Para terminar de ponernos en contexto es imprescindible decir unas palabras sobre el clima: en las montañas empieza a nevar en septiembre y la nieve se queda hasta mayo. También puede caer y cuajar varios días en junio. En invierno la nieve llega a la cintura y hay 50ºC bajo cero. La definición es de Yuri Morganakov, un cazador de Abazá, la población más cercana.
Pues bien, este es el panorama, una familia que en los últimos 35 años no ha tenido contacto con otros seres humanos de repente ve como unos geólogos llegan en helicóptero y contactan con ellos. Si la situación no les resulta suficientemente interesante permítanme que llame su atención sobre varías circunstancias que hacen aun más excepcional esta narración: sus convicciones religiosas no les permitían el contacto con el mundo, muchas de las cosas que aquellos geólogos primero y otros, el autor entre ellos, después les ofrecieron para hacer su vida no ya confortable sino llevadera, los rechazaban por su naturaleza pecaminosa. Las cerillas, por ejemplo. O los alimentos envasados. Los hijos ni siquiera habían probado nunca la sal o el pan, siempre que no consideremos pan el que ellos fabricaban a partir de rodajas de patata secas y trituradas con una pequeña cantidad de centeno y de cáñamo. Para resumir, al principio no aceptaban nada que hubiera sido procesado previamente, fabricaban sus telas con cáñamo, sus menaje con corteza de abedul y así sucesivamente.
Y ahora que están en situación es cuando debería comenzar de verdad a hablarles del contenido de Los viejos creyentes, pero es cuando en realidad voy a dejar de hacerlo y comenzaré a concluir la reseña, porque esta aventura la deben vivir de la mano de los Lykov y del autor. Utilizo el término aventura deliberadamente, porque no se trata sólo de una descripción de la situación, de las condiciones de vida, de la influencia de los extraños en los Likovy y de los Likovy en los extraños, porque se convirtieron en todo un fenómeno, o de lo paradójico que resulta el tremendo respeto con que trataron a este grupo de personas, que se pueden considerar disidentes, en una sociedad no especialmente tolerante con la diferencia, hay mucho de epopeya humana, especialmente en el caso de Agafia, la hija, mucho de cuestionamiento de las relaciones familiares y de las creencias. Y es imposible de leer sin un pellizco de empatía y congoja, porque al fin y al cabo, independientemente de los motivos, se trata de toda un lección de supervivencia y por tanto de vida.
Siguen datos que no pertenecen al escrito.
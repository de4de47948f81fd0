//! Profile selector core.
//!
//! Query expressions for selecting profile series, time range resolution, and
//! the immutable query selections handed to the data fetching layer.

pub mod config;
pub mod error;
pub mod labels;
pub mod query;
pub mod selection;
pub mod time_range;

pub use config::Config;
pub use error::{Error, ParseError, Result};
pub use labels::{
    LabelValuesRequest, LabelValuesResult, LabelValuesSource, LabelValuesTracker, StaticLabelValues,
    PROFILE_NAME_LABEL,
};
pub use query::{MatchOp, Matcher, Query};
pub use selection::{search_disabled, Action, Outcome, ProfileSelector, QuerySelection};
pub use time_range::{TimeRange, TimeRangeResolver, TimeSelection};
//! Error types for selector operations.

use std::fmt;

#[derive(Debug, thiserror::Error)]
pub enum Error {
    #[error("IO error: {0}")]
    Io(#[from] std::io::Error),

    #[error("Configuration error: {0}")]
    Config(String),

    #[error("Parse error: {0}")]
    Parse(#[from] ParseError),

    #[error("JSON error: {0}")]
    Json(#[from] serde_json::Error),

    #[error("Unknown time selection: {0}")]
    UnknownTimeSelection(String),

    #[error("Invalid time range: from {from} is after to {to}")]
    InvalidTimeRange { from: i64, to: i64 },

    #[error("Unknown action: {0}")]
    UnknownAction(String),

    #[error("Label values lookup failed: {0}")]
    LabelValues(String),

    #[error("Not found: {0}")]
    NotFound(String),
}

/// A strict parse failure, located by byte offset into the expression.
#[derive(Debug, Clone, PartialEq, Eq)]
pub struct ParseError {
    pub offset: usize,
    pub message: String,
}

impl ParseError {
    pub fn new(offset: usize, message: impl Into<String>) -> Self {
        Self {
            offset,
            message: message.into(),
        }
    }
}

impl fmt::Display for ParseError {
    fn fmt(&self, f: &mut fmt::Formatter<'_>) -> fmt::Result {
        write!(f, "{} at offset {}", self.message, self.offset)
    }
}

impl std::error::Error for ParseError {}

pub type Result<T> = std::result::Result<T, Error>;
En esta familia que pasó de tener una vida detenida en el tiempo a tener una vida llena de primeras veces, todo es impactante, pero me gustaría dejarles con una última paradoja sobre el tiempo, que como calendario era vital para ellos porque les permitía llevar la cuenta de sus festividades, con las obligaciones religiosas que conllevan, pero como horario tenía una consideración bien diferente:
Aquí el tiempo transcurría despacio. Mostrándole mi reloj, le pregunté a Agafia y a Karp Osípovich cómo medían el tiempo. «¿Y qué hay que medir? ⏤dijo Karp⏤. Verano, otoño, invierno, primavera… ahí tienes un año. Y el mes se ve en las lunas. Ahí está, mira, ya está menguando. Mientras que un día es muy sencillo: mañana, mediodía y tarde. En verano, cuando la sombra del cedra cae sobre el cobertizo es mediodía.»
Se preguntarán qué fue de ellos, yo también lo hago: es relativamente sencillo seguirles el rastro en las redes. Pero no se lo voy a desvelar, si son capaces de no investigar a su vez, avísenme, ya les digo que no les resultará sencillo.